Prompt →
The full set of records needs to be retyped exactly.

Dataset entries

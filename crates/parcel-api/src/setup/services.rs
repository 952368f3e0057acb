//! Service initialization and application state setup

use anyhow::Result;
use parcel_core::{Config, RecordStoreKind, UploadValidator};
use parcel_services::{
    ExpirySweeper, FileUploadRepository, InMemoryUploadStore, LifecycleSettings, Storage,
    UploadLifecycle, UploadRecordStore,
};
use std::sync::Arc;
use std::time::Duration;
use tokio::task::JoinHandle;

use crate::state::AppState;

/// Build the configured record store, connecting and migrating PostgreSQL when selected
pub async fn setup_record_store(config: &Config) -> Result<Arc<dyn UploadRecordStore>> {
    match config.record_store {
        RecordStoreKind::Postgres => {
            let pool = super::database::setup_database(config).await?;
            Ok(Arc::new(FileUploadRepository::new(pool)))
        }
        RecordStoreKind::Memory => {
            tracing::warn!("Using in-memory record store - records are lost on restart");
            Ok(Arc::new(InMemoryUploadStore::new()))
        }
    }
}

/// Wire the validator, record store and storage into the lifecycle and return the application state
pub fn initialize_services(
    config: &Config,
    store: Arc<dyn UploadRecordStore>,
    storage: Arc<dyn Storage>,
) -> Arc<AppState> {
    let settings = LifecycleSettings::from_config(config);
    tracing::info!(
        max_file_size_bytes = config.upload_policy.max_file_size_bytes,
        allowed_content_types = %config.upload_policy.allowed_content_types.join(","),
        upload_ttl_secs = settings.upload_ttl.as_secs(),
        verify_on_confirm = settings.verify_on_confirm,
        "Upload lifecycle initialized"
    );

    let lifecycle = Arc::new(UploadLifecycle::new(
        UploadValidator::new(&config.upload_policy),
        store,
        storage.clone(),
        settings,
    ));

    Arc::new(AppState { lifecycle, storage })
}

/// Start the background expiry sweep. Returns `None` when the interval is 0.
pub fn start_expiry_sweeper(config: &Config, state: &AppState) -> Option<JoinHandle<()>> {
    if config.expiry_sweep_interval_secs == 0 {
        tracing::info!("Expiry sweeper disabled");
        return None;
    }

    let sweeper = Arc::new(ExpirySweeper::new(
        state.lifecycle.clone(),
        Duration::from_secs(config.expiry_sweep_interval_secs),
    ));
    tracing::info!(
        interval_secs = config.expiry_sweep_interval_secs,
        batch_size = config.expiry_sweep_batch_size,
        "Expiry sweeper started"
    );
    Some(sweeper.start())
}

Reply →
filename crates/parcel-api/src/setup/services.rs
repository 952368f3e0057acb
//! Service initialization and application state setup

use anyhow::Result;
use parcel_core::{Config, RecordStoreKind, UploadValidator};
use parcel_services::{
    ExpirySweeper, FileUploadRepository, InMemoryUploadStore, LifecycleSettings, Storage,
    UploadLifecycle, UploadRecordStore,
};
use std::sync::Arc;
use std::time::Duration;
use tokio::task::JoinHandle;

use crate::state::AppState;

/// Build the configured record store, connecting and migrating PostgreSQL when selected
pub async fn setup_record_store(config: &Config) -> Result<Arc<dyn UploadRecordStore>> {
    match config.record_store {
        RecordStoreKind::Postgres => {
            let pool = super::database::setup_database(config).await?;
            Ok(Arc::new(FileUploadRepository::new(pool)))
        }
        RecordStoreKind::Memory => {
            tracing::warn!("Using in-memory record store - records are lost on restart");
            Ok(Arc::new(InMemoryUploadStore::new()))
        }
    }
}

/// Wire the validator, record store and storage into the lifecycle and return the application state
pub fn initialize_services(
    config: &Config,
    store: Arc<dyn UploadRecordStore>,
    storage: Arc<dyn Storage>,
) -> Arc<AppState> {
    let settings = LifecycleSettings::from_config(config);
    tracing::info!(
        max_file_size_bytes = config.upload_policy.max_file_size_bytes,
        allowed_content_types = %config.upload_policy.allowed_content_types.join(","),
        upload_ttl_secs = settings.upload_ttl.as_secs(),
        verify_on_confirm = settings.verify_on_confirm,
        "Upload lifecycle initialized"
    );

    let lifecycle = Arc::new(UploadLifecycle::new(
        UploadValidator::new(&config.upload_policy),
        store,
        storage.clone(),
        settings,
    ));

    Arc::new(AppState { lifecycle, storage })
}

/// Start the background expiry sweep. Returns `None` when the interval is 0.
pub fn start_expiry_sweeper(config: &Config, state: &AppState) -> Option<JoinHandle<()>> {
    if config.expiry_sweep_interval_secs == 0 {
        tracing::info!("Expiry sweeper disabled");
        return None;
    }

    let sweeper = Arc::new(ExpirySweeper::new(
        state.lifecycle.clone(),
        Duration::from_secs(config.expiry_sweep_interval_secs),
    ));
    tracing::info!(
        interval_secs = config.expiry_sweep_interval_secs,
        batch_size = config.expiry_sweep_batch_size,
        "Expiry sweeper started"
    );
    Some(sweeper.start())
}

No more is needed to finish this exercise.